UNE PLANÈTE URBAINE, JUSQU’OÙ ?
Par Charlotte Ruggeri Professeure de géographie en classe préparatoire aux grandes écoles, chercheuse associée au « Laboratoire Ville Mobilité Transport » (université Gustave-eiffel), auteure de l’atlas des villes mondiales (dir., Autrement, 2020)
Alors que la moitié de l’humanité réside en ville, les espaces urbains semblent être devenus les lieux de cristallisation des enjeux du XXIE siècle, du réchauffement climatique aux inégalités. Avant-postes de la mondialisation, les villes sont également des espaces fragmentés, vulnérables et contestés. Si la métropolisation semble désormais un processus incontournable, l’appréhender, c’est comprendre qui pense et produit la ville, pour qui, et ce que cela induit pour son essence même, l’urbanité.

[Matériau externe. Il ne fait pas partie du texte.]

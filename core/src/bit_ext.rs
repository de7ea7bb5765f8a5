use bitvec::prelude::*;

/// Position and width of a field inside a 32-bit word, counted from the lowest bit
#[derive(Clone, Copy, Debug, PartialEq)]
pub struct BitField {
	pub offset: u32,
	pub width: u32,
}

impl BitField {
	pub const fn new(offset: u32, width: u32) -> BitField {
		BitField {
			offset: offset,
			width: width,
		}
	}
}

/// A fixed arrangement of fields sharing one word
#[derive(Clone, Copy, Debug, PartialEq)]
pub struct BitLayout {
	pub fields: &'static [BitField],
}

impl BitLayout {
	/// Builds a layout from consecutive widths, low bit first
	pub const fn packed<const N: usize>(widths: [u32; N]) -> [BitField; N] {
		let mut fields = [BitField::new(0, 0); N];
		let mut offset = 0;
		let mut i = 0;

		while i < N {
			fields[i] = BitField::new(offset, widths[i]);
			offset += widths[i];
			i += 1;
		}

		fields
	}

	/// Extracts every field of the layout from `word`
	pub fn unpack_all(&self, word: u32) -> Vec<u32> {
		self.fields.iter().map(|f| unpack(word, f.width, f.offset)).collect()
	}

	/// Places `values` into a fresh word, one per field. Missing trailing values are left zero.
	pub fn pack_all(&self, values: &[u32]) -> u32 {
		self.fields.iter().zip(values.iter())
			.fold(0, |word, (f, v)| pack_at(word, *v, f.width, f.offset))
	}
}

/// Packs `(value, width)` pairs one after another into a word, starting at bit 0
pub fn pack(fields: &[(u32, u32)]) -> u32 {
	let mut word = 0;
	let mut offset = 0;

	for (value, width) in fields.iter() {
		word = pack_at(word, *value, *width, offset);
		offset += *width;
	}

	word
}

/// Stores `value` into `width` bits of `word` starting at `offset`, returning the new word.
/// Bits of `value` above `width` are dropped.
pub fn pack_at(word: u32, value: u32, width: u32, offset: u32) -> u32 {
	if width == 0 {
		return word;
	}

	let mut word = word;
	let (start, end) = (offset as usize, (offset + width) as usize);
	word.view_bits_mut::<Lsb0>()[start..end].store_le(value);

	word
}

/// Reads `width` bits of `word` starting at `offset`
pub fn unpack(word: u32, width: u32, offset: u32) -> u32 {
	if width == 0 {
		return 0;
	}

	let (start, end) = (offset as usize, (offset + width) as usize);
	word.view_bits::<Lsb0>()[start..end].load_le::<u32>()
}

Si la moitié de la population mondiale vit en ville, l’urbanisation n’est pas égale selon les échelles. Selon L’ONU, en 2018, le continent américain est celui, au nord comme au sud, qui affiche l’un des taux d’urbanisation les plus élevés (80 %). En Europe, les trois quarts des habitants résident en ville, même si 72 % de la population habite dans des cités de moins de 100 000 personnes, tandis qu’en Asie, on observe plus de contrastes. Avec une part de la population urbaine de 91,6 % au Japon et de 23,3 % au Cambodge, les situations apparaissent différenciées.
DE LA MÉTROPOLISATION AUX « MÉTROPOLISATIONS »
La croissance urbaine à l’échelle mondiale est réelle, puisque L’ONU estime que la population urbaine pourrait atteindre 1,2 milliard de personnes sur le continent africain en 2050, mais tous les espaces ne sont pas concernés par la métropolisation. Cette dernière repose d’abord sur une concentration des populations, des activités et des valeurs dans les espaces urbains. Cette hyperconcentration se remarque par exemple en Amérique du Sud, où l’on constate l’un des plus forts taux d’urbanisation au monde (cf. carte 1). Ainsi, cette région est marquée par l’essor des mégapoles (Buenos Aires en Argentine, Rio de Janeiro au Brésil), même si plus de la moitié de la population urbaine vit dans des villes de moins d’un million de personnes. De fait, l’urbanisation sud-américaine se caractérise par un étalement urbain alimenté par l’autoconstruction, la création formelle et massive de zones résidentielles d’habitat social ou de quartiers fermés (gated communities), dans des périphéries de plus en plus lointaines.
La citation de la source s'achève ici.